This is my first chair project and I am quite pleased with it. It is the prototype for a set of 6 that I plan to make in the next 6 months or so (followed by the matching table).

It is made from American White Oak and is based on the Stickley 353 side chair, but with some key differences – it is a little narrower at the back and slightly taller than the 353. The back splat has a rounder curve has two narrow pieces and one wider one in the center rather than having all three the same. It also has less pronounced curves on the aprons than does the original.

The finish is 2 coats of Briwax spirit based light oak wood dye (love that stuff!), 3 coats of wipe on poly that I tinted with the dye (4 coats next time) and 2 coats of clear wax.

The final pic is the Sketchup model I made before embarking on the project – I have to say I could not have made the chair without having the model – it is SO helpful in getting you to understand how the joinery hangs together.
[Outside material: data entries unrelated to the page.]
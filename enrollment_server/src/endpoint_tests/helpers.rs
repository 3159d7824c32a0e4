use actix_web::{
    body::MessageBody,
    http::{header, StatusCode},
    test,
    test::TestRequest,
    web,
    web::ServiceConfig,
    App,
};
use enrollment_engine::{
    db_types::{Order, PurchasedItem},
    events::EventProducers,
    gateway::RemoteOrder,
    helpers::{CheckoutSignatureVerifier, PaymentVerifiers, WebhookSignatureVerifier},
    test_utils::prepare_env::{prepare_test_env, random_db_path, seed_item, seed_user},
    traits::PaymentGatewayDatabase,
    CheckoutApi,
    EnrollmentFlowApi,
    SqliteDatabase,
};
use log::debug;
use lp_common::{MinorUnits, Secret};
use serde_json::{json, Value};

use super::mocks::MockFlakyGateway;
use crate::{
    auth::{TokenIssuer, TokenVerifier},
    config::AuthConfig,
};

pub const CHECKOUT_SECRET: &str = "checkout-secret";
pub const WEBHOOK_SECRET: &str = "webhook-secret";

// Signs the access tokens in these tests. DO NOT re-use this key anywhere.
pub fn get_auth_config() -> AuthConfig {
    AuthConfig::new("endpoint-tests-only-3f9c1a7e5b2d4c6a8e0f1b3d5a7c9e1f")
}

pub fn issue_token(user_id: &str) -> String {
    TokenIssuer::new(&get_auth_config()).issue_token(user_id, None).expect("Failed to sign token")
}

pub fn checkout_signer() -> CheckoutSignatureVerifier {
    CheckoutSignatureVerifier::new(&Secret::new(CHECKOUT_SECRET.to_string())).unwrap()
}

pub fn webhook_signer() -> WebhookSignatureVerifier {
    WebhookSignatureVerifier::new(&Secret::new(WEBHOOK_SECRET.to_string())).unwrap()
}

pub fn course() -> PurchasedItem {
    PurchasedItem::Course("c9".into())
}

/// A migrated database with users `u1` and `u2` and course `c9` (₹499.00).
pub async fn seeded_db() -> SqliteDatabase {
    let db = prepare_test_env(&random_db_path()).await;
    seed_user(&db, "u1", "Asha", "asha@example.com").await;
    seed_user(&db, "u2", "Ravi", "ravi@example.com").await;
    seed_item(&db, &course(), "Rust for the Web", MinorUnits::from(49900), "INR").await;
    db
}

/// Order `ord_abc123` for `u1` on course `c9`, opened through checkout exactly as the order endpoint would.
///
/// Checkout runs over a pool of its own that is closed before returning, so the requests under test only ever see an
/// order that was committed.
pub async fn open_order(db: &SqliteDatabase) -> Order {
    let mut gateway = MockFlakyGateway::new();
    gateway.expect_is_mock().return_const(false);
    gateway.expect_create_remote_order().times(1).returning(|amount, currency, receipt| {
        let raw = json!({ "id": "ord_abc123", "amount": amount.value(), "currency": currency, "receipt": receipt });
        Ok(RemoteOrder { gateway_order_id: "ord_abc123".into(), amount, currency: currency.to_string(), raw })
    });
    let mut writer = SqliteDatabase::new_with_url(db.url(), 1).await.expect("Error opening the checkout pool");
    let api = CheckoutApi::new(writer.clone(), gateway);
    let order = api.create_order("u1", course()).await.expect("Error opening order");
    drop(api);
    writer.close().await.expect("Error closing the checkout pool");
    order
}

pub fn flow_api(db: &SqliteDatabase) -> EnrollmentFlowApi<SqliteDatabase> {
    let verifiers = PaymentVerifiers::new(checkout_signer(), webhook_signer());
    EnrollmentFlowApi::new(db.clone(), verifiers, EventProducers::default())
}

pub fn flow_api_data(db: &SqliteDatabase) -> web::Data<EnrollmentFlowApi<SqliteDatabase>> {
    web::Data::new(flow_api(db))
}

pub async fn get_request<F>(auth_token: &str, path: &str, configure: F) -> (StatusCode, String)
where F: FnOnce(&mut ServiceConfig) {
    let mut req = TestRequest::get().uri(path);
    if !auth_token.is_empty() {
        req = req.insert_header((header::AUTHORIZATION, format!("Bearer {auth_token}")));
    }
    send(req, configure).await
}

pub async fn post_request<F>(auth_token: &str, path: &str, body: Value, configure: F) -> (StatusCode, String)
where F: FnOnce(&mut ServiceConfig) {
    let mut req = TestRequest::post().uri(path).set_json(body);
    if !auth_token.is_empty() {
        req = req.insert_header((header::AUTHORIZATION, format!("Bearer {auth_token}")));
    }
    send(req, configure).await
}

/// Posts a webhook delivery exactly as given, with `signature` in the signature header (if any).
pub async fn post_webhook<F>(body: Vec<u8>, signature: Option<&str>, configure: F) -> (StatusCode, String)
where F: FnOnce(&mut ServiceConfig) {
    let mut req = TestRequest::post().uri("/webhook").insert_header(header::ContentType::json()).set_payload(body);
    if let Some(sig) = signature {
        req = req.insert_header(("X-Gateway-Signature", sig.to_string()));
    }
    send(req, configure).await
}

async fn send<F>(req: TestRequest, configure: F) -> (StatusCode, String)
where F: FnOnce(&mut ServiceConfig) {
    let verifier = TokenVerifier::new(&get_auth_config());
    let app = App::new().app_data(web::Data::new(verifier)).configure(configure);
    let service = test::init_service(app).await;
    debug!("Making request");
    let res = test::call_service(&service, req.to_request()).await;
    let status = res.status();
    let body = String::from_utf8_lossy(&res.into_body().try_into_bytes().unwrap()).into_owned();
    (status, body)
}
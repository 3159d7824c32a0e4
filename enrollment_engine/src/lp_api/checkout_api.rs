use std::fmt::Debug;

use chrono::{Duration, Utc};
use log::*;
use lp_common::DEFAULT_CURRENCY_CODE;

use crate::{
    db_types::{NewOrder, Order, PurchasedItem},
    gateway::{GatewayError, PaymentGateway},
    lp_api::{errors::CheckoutError, payment_objects::OrderAudit},
    traits::{ExpiryResult, PaymentGatewayDatabase, PaymentGatewayError},
};

/// `CheckoutApi` starts purchases. It prices the item from the catalog, opens an order with the gateway, and
/// persists the order so that the reconciler can settle it later.
pub struct CheckoutApi<B, G> {
    db: B,
    gateway: G,
    currency: String,
}

impl<B, G> Debug for CheckoutApi<B, G> {
    fn fmt(&self, f: &mut std::fmt::Formatter<'_>) -> std::fmt::Result {
        write!(f, "CheckoutApi ({})", self.currency)
    }
}

impl<B, G> CheckoutApi<B, G> {
    pub fn new(db: B, gateway: G) -> Self {
        Self { db, gateway, currency: DEFAULT_CURRENCY_CODE.to_string() }
    }

    /// Sets the currency orders are placed in. Items priced in any other currency cannot be bought.
    pub fn with_currency<S: Into<String>>(mut self, currency: S) -> Self {
        self.currency = currency.into();
        self
    }

    pub fn currency(&self) -> &str {
        self.currency.as_str()
    }
}

impl<B, G> CheckoutApi<B, G>
where
    B: PaymentGatewayDatabase,
    G: PaymentGateway,
{
    pub fn is_mock(&self) -> bool {
        self.gateway.is_mock()
    }

    /// Opens an order for `item` on behalf of `user_id`.
    ///
    /// The price always comes from the catalog. If the gateway call fails, nothing is stored.
    pub async fn create_order(&self, user_id: &str, item: PurchasedItem) -> Result<Order, CheckoutError> {
        if self.db.fetch_user(user_id).await?.is_none() {
            return Err(CheckoutError::UnknownUser(user_id.to_string()));
        }
        let details = self.db.fetch_catalog_item(&item).await?.ok_or_else(|| CheckoutError::ItemNotFound(item.clone()))?;
        if !details.price.is_positive() {
            return Err(CheckoutError::NotPayable(item, format!("The price is {}", details.price)));
        }
        if !details.currency.eq_ignore_ascii_case(&self.currency) {
            let reason = format!("It is priced in {}, but checkout is in {}", details.currency, self.currency);
            return Err(CheckoutError::NotPayable(item, reason));
        }
        if let Some(enrollment) = self.db.fetch_enrollment(user_id, &item).await? {
            debug!("🔄️ {user_id} tried to buy {item}, but is already enrolled (#{})", enrollment.id);
            return Err(CheckoutError::AlreadyEnrolled(item));
        }
        let receipt = new_receipt();
        let remote = self.gateway.create_remote_order(details.price, &self.currency, &receipt).await.map_err(|e| {
            warn!("🔄️ Could not open a gateway order for {user_id} / {item}. {e}");
            e
        })?;
        if remote.amount != details.price {
            let msg = format!("Asked for an order of {} but the gateway opened one for {}", details.price, remote.amount);
            warn!("🔄️ {msg}");
            return Err(GatewayError::Rejected(msg).into());
        }
        let order =
            NewOrder::new(user_id, item, remote.gateway_order_id, details.price, self.currency.as_str());
        let order = self.db.insert_order(order).await?;
        info!(
            "🔄️ Order #{} [{}] opened for {} ({}, {} {}{})",
            order.id,
            order.gateway_order_id,
            order.user_id,
            order.item,
            order.amount,
            order.currency,
            if order.is_mock { ", mock" } else { "" }
        );
        Ok(order)
    }

    /// Fetches one of the user's orders. Other users' orders are reported as not found.
    pub async fn order_for_user(&self, user_id: &str, order_id: i64) -> Result<Order, CheckoutError> {
        match self.db.fetch_order_by_id(order_id).await? {
            Some(order) if order.user_id == user_id => Ok(order),
            _ => Err(CheckoutError::OrderNotFound(order_id)),
        }
    }

    /// Fetches one of the user's orders, together with the gateway's record of the payment that settled it.
    ///
    /// The gateway lookup is best-effort: if it fails, the order is returned without it.
    pub async fn audit_order(&self, user_id: &str, order_id: i64) -> Result<OrderAudit, CheckoutError> {
        let order = self.order_for_user(user_id, order_id).await?;
        let remote_payment = match order.payment_id.as_deref() {
            Some(payment_id) if order.is_paid() && !order.is_mock => match self.gateway.fetch_remote_payment(payment_id).await {
                Ok(payment) => Some(payment),
                Err(e) => {
                    warn!("🔄️ Could not fetch payment {payment_id} for order #{order_id} from the gateway. {e}");
                    None
                },
            },
            _ => None,
        };
        Ok(OrderAudit { order, remote_payment })
    }

    /// Marks orders that have been waiting for payment for longer than `older_than` as expired.
    ///
    /// Expiry is advisory. An expired order can still be settled by a verified payment.
    pub async fn expire_stale_orders(&self, older_than: Duration) -> Result<ExpiryResult, PaymentGatewayError> {
        let result = self.db.expire_stale_orders(older_than).await?;
        for order in &result.expired {
            info!("🔄️ Order #{} [{}] for {} has expired unpaid", order.id, order.gateway_order_id, order.user_id);
        }
        Ok(result)
    }
}

/// Our reference for the gateway order. Gateways cap receipts at 40 characters.
fn new_receipt() -> String {
    format!("rcpt_{}_{:06x}", Utc::now().timestamp_millis(), rand::random::<u32>() & 0xff_ffff)
}
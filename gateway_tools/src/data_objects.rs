use std::collections::HashMap;

use lp_common::MinorUnits;
use serde::{Deserialize, Serialize};
use serde_json::Value;

pub const EVENT_PAYMENT_CAPTURED: &str = "payment.captured";
pub const EVENT_ORDER_PAID: &str = "order.paid";

/// Request body for `POST /v1/orders`.
#[derive(Debug, Clone, Serialize, Deserialize)]
pub struct NewGatewayOrder {
    pub amount: MinorUnits,
    pub currency: String,
    pub receipt: String,
    #[serde(default, skip_serializing_if = "HashMap::is_empty")]
    pub notes: HashMap<String, String>,
}

impl NewGatewayOrder {
    pub fn new<S: Into<String>>(amount: MinorUnits, currency: S, receipt: S) -> Self {
        Self { amount, currency: currency.into(), receipt: receipt.into(), notes: HashMap::new() }
    }

    pub fn with_note<K: Into<String>, V: Into<String>>(mut self, key: K, value: V) -> Self {
        self.notes.insert(key.into(), value.into());
        self
    }
}

#[derive(Debug, Clone, PartialEq, Eq, Serialize, Deserialize)]
pub struct GatewayOrder {
    pub id: String,
    pub amount: MinorUnits,
    #[serde(default)]
    pub amount_paid: MinorUnits,
    #[serde(default)]
    pub amount_due: MinorUnits,
    pub currency: String,
    #[serde(default)]
    pub receipt: Option<String>,
    pub status: String,
    #[serde(default)]
    pub attempts: u32,
    /// Unix timestamp (seconds)
    #[serde(default)]
    pub created_at: i64,
}

/// The parsed order, together with the raw JSON the gateway returned. The raw response is kept for the audit trail.
#[derive(Debug, Clone)]
pub struct CreatedOrder {
    pub order: GatewayOrder,
    pub raw: Value,
}

#[derive(Debug, Clone, PartialEq, Eq, Serialize, Deserialize)]
pub struct GatewayPayment {
    pub id: String,
    #[serde(default)]
    pub order_id: Option<String>,
    pub amount: MinorUnits,
    pub currency: String,
    pub status: String,
    #[serde(default)]
    pub method: Option<String>,
    #[serde(default)]
    pub captured: bool,
    #[serde(default)]
    pub email: Option<String>,
}

#[derive(Debug, Clone, PartialEq, Eq, Serialize, Deserialize)]
pub struct EntityWrapper<T> {
    pub entity: T,
}

#[derive(Debug, Clone, Default, PartialEq, Eq, Serialize, Deserialize)]
pub struct WebhookPayload {
    #[serde(default)]
    pub payment: Option<EntityWrapper<GatewayPayment>>,
    #[serde(default)]
    pub order: Option<EntityWrapper<GatewayOrder>>,
}

/// The envelope of every webhook delivery.
///
/// ```json
/// {
///   "entity": "event",
///   "event": "payment.captured",
///   "payload": { "payment": { "entity": { "id": "pay_1", "order_id": "ord_abc123", ... } } },
///   "created_at": 1718000000
/// }
/// ```
#[derive(Debug, Clone, PartialEq, Eq, Serialize, Deserialize)]
pub struct WebhookEvent {
    pub event: String,
    #[serde(default)]
    pub payload: WebhookPayload,
    #[serde(default)]
    pub created_at: Option<i64>,
}

impl WebhookEvent {
    pub fn payment(&self) -> Option<&GatewayPayment> {
        self.payload.payment.as_ref().map(|p| &p.entity)
    }

    pub fn order(&self) -> Option<&GatewayOrder> {
        self.payload.order.as_ref().map(|o| &o.entity)
    }

    /// Only captured payments and paid orders settle a purchase. Everything else (authorized, failed, refunds ...) is
    /// acknowledged and ignored.
    pub fn is_settlement(&self) -> bool {
        matches!(self.event.as_str(), EVENT_PAYMENT_CAPTURED | EVENT_ORDER_PAID)
    }

    /// The gateway order id this event refers to. Prefers the order entity, and falls back to the payment's
    /// `order_id`. Check [`Self::conflicting_order_ids`] first: when the two disagree, neither can be trusted.
    pub fn gateway_order_id(&self) -> Option<&str> {
        self.order().map(|o| o.id.as_str()).or_else(|| self.payment().and_then(|p| p.order_id.as_deref()))
    }

    /// `(order entity id, payment order_id)` if the event carries both and they name different orders.
    pub fn conflicting_order_ids(&self) -> Option<(&str, &str)> {
        let order_id = self.order()?.id.as_str();
        let paid_for = self.payment()?.order_id.as_deref()?;
        (order_id != paid_for).then_some((order_id, paid_for))
    }
}

#[cfg(test)]
mod test {
    use super::*;

    const CAPTURED: &str = r#"{
      "entity": "event",
      "account_id": "acc_BFQ7uQEaa7j2z7",
      "event": "payment.captured",
      "contains": ["payment"],
      "payload": {
        "payment": {
          "entity": {
            "id": "pay_1",
            "entity": "payment",
            "amount": 49900,
            "currency": "INR",
            "status": "captured",
            "order_id": "ord_abc123",
            "method": "upi",
            "captured": true,
            "email": "u1@example.com"
          }
        }
      },
      "created_at": 1718000000
    }"#;

    #[test]
    fn deserialize_payment_captured() {
        let event = serde_json::from_str::<WebhookEvent>(CAPTURED).expect("Failed to deserialize webhook");
        assert!(event.is_settlement());
        assert_eq!(event.gateway_order_id(), Some("ord_abc123"));
        let payment = event.payment().unwrap();
        assert_eq!(payment.id, "pay_1");
        assert_eq!(payment.amount, MinorUnits::from(49900));
        assert!(payment.captured);
        assert!(event.order().is_none());
    }

    #[test]
    fn non_settlement_events() {
        let json = r#"{"event": "payment.failed", "payload": {}}"#;
        let event = serde_json::from_str::<WebhookEvent>(json).unwrap();
        assert!(!event.is_settlement());
        assert_eq!(event.gateway_order_id(), None);
    }

    fn order_paid(payment_order_id: Option<&str>) -> WebhookEvent {
        let json = serde_json::json!({
          "event": "order.paid",
          "payload": {
            "order": { "entity": { "id": "ord_A", "amount": 100, "currency": "INR", "status": "paid" } },
            "payment": { "entity": { "id": "pay_B", "order_id": payment_order_id, "amount": 100, "currency": "INR",
                                     "status": "captured" } }
          }
        });
        serde_json::from_value(json).unwrap()
    }

    #[test]
    fn order_ids_must_agree() {
        let event = order_paid(Some("ord_A"));
        assert_eq!(event.conflicting_order_ids(), None);
        assert_eq!(event.gateway_order_id(), Some("ord_A"));

        let event = order_paid(None);
        assert_eq!(event.conflicting_order_ids(), None);
        assert_eq!(event.gateway_order_id(), Some("ord_A"));

        let event = order_paid(Some("ord_other"));
        assert_eq!(event.conflicting_order_ids(), Some(("ord_A", "ord_other")));
    }

    #[test]
    fn new_order_body() {
        let order = NewGatewayOrder::new(MinorUnits::from(49900), "INR", "rcpt_u1_c9").with_note("user_id", "u1");
        let json = serde_json::to_value(&order).unwrap();
        assert_eq!(json["amount"], 49900);
        assert_eq!(json["receipt"], "rcpt_u1_c9");
        assert_eq!(json["notes"]["user_id"], "u1");
    }
}
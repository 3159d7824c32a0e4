use thiserror::Error;

use crate::db_types::{CatalogItem, PurchasedItem, UserProfile};

#[derive(Debug, Clone, Error)]
pub enum CatalogError {
    #[error("Catalog lookup failed: {0}")]
    LookupFailed(String),
}

impl From<sqlx::Error> for CatalogError {
    fn from(e: sqlx::Error) -> Self {
        CatalogError::LookupFailed(e.to_string())
    }
}

/// Read-only access to the user and course catalog. The engine never writes to these records.
#[allow(async_fn_in_trait)]
pub trait CatalogLookup {
    async fn fetch_user(&self, user_id: &str) -> Result<Option<UserProfile>, CatalogError>;

    /// Fetches the title and price of a course or project. Order prices are always taken from here, never from the
    /// client.
    async fn fetch_catalog_item(&self, item: &PurchasedItem) -> Result<Option<CatalogItem>, CatalogError>;
}
use crate::{
    db_types::{GatewayOrderId, Order},
    traits::PaymentGatewayError,
};

#[allow(async_fn_in_trait)]
pub trait OrderManagement {
    /// Fetches the order with the given internal id. If no order exists, `None` is returned.
    async fn fetch_order_by_id(&self, id: i64) -> Result<Option<Order>, PaymentGatewayError>;

    async fn fetch_order_by_gateway_id(&self, id: &GatewayOrderId) -> Result<Option<Order>, PaymentGatewayError>;

    /// All orders placed by the user, most recent first.
    async fn fetch_orders_for_user(&self, user_id: &str) -> Result<Vec<Order>, PaymentGatewayError>;
}
use thiserror::Error;

use crate::{
    db_types::{GatewayOrderId, PurchasedItem},
    gateway::GatewayError,
    traits::{CatalogError, PaymentGatewayError},
};

/// Everything that can stop a payment from being reconciled.
///
/// Already-paid orders and existing enrollments are *not* errors: replays succeed.
#[derive(Debug, Clone, Error)]
pub enum ReconcileError {
    #[error("Payment verification is not configured. {0}")]
    Configuration(String),
    #[error("The payment signature for {0} is invalid")]
    InvalidSignature(String),
    #[error("The payment notification could not be understood. {0}")]
    MalformedPayload(String),
    #[error("No order exists for gateway order {0}")]
    UnknownOrder(GatewayOrderId),
    #[error("The payment does not belong to order {order}. {reason}")]
    OrderMismatch { order: GatewayOrderId, reason: String },
    #[error("The payment of {paid} does not match the {expected} due for order {order}")]
    AmountMismatch { order: GatewayOrderId, expected: String, paid: String },
    #[error("{0}")]
    Database(#[from] PaymentGatewayError),
}

impl ReconcileError {
    /// Whether the same request might succeed later. The webhook endpoint uses this to decide between asking the
    /// gateway to redeliver, and rejecting the delivery for good.
    pub fn is_retryable(&self) -> bool {
        match self {
            ReconcileError::Configuration(_) => true,
            ReconcileError::Database(e) => e.is_transient(),
            _ => false,
        }
    }
}

#[derive(Debug, Clone, Error)]
pub enum CheckoutError {
    #[error("User {0} is not known to the platform")]
    UnknownUser(String),
    #[error("{0} is not in the catalog")]
    ItemNotFound(PurchasedItem),
    #[error("{0} cannot be bought. {1}")]
    NotPayable(PurchasedItem, String),
    #[error("The user is already enrolled in {0}")]
    AlreadyEnrolled(PurchasedItem),
    #[error("Order {0} does not exist")]
    OrderNotFound(i64),
    #[error("{0}")]
    Gateway(#[from] GatewayError),
    #[error("{0}")]
    Database(#[from] PaymentGatewayError),
}

impl From<CatalogError> for CheckoutError {
    fn from(e: CatalogError) -> Self {
        CheckoutError::Database(PaymentGatewayError::CatalogError(e))
    }
}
This chair was really good fun to make. I wanted a project that would challenge my skills and this one did just that, but it also turned out much less difficult than I thought it would – whew! Having said that, I learned A LOT doing this project – about wood, about joinery, about finishing, about my tools and about of course about chair making. Perhaps most of all I learned what mindset it takes to start a challenging project and end up with a piece that I am proud of.

My plan now is to make a set of 6. The new ones will be a little taller in the back than this one with a longer back splat and will be very slightly narrower across the back. It will also have a degree more lean to the back. I aim to improve the grain matching too.

If you have any suggestions as to how else I might improve on this design, I would be very happy to hear your ideas.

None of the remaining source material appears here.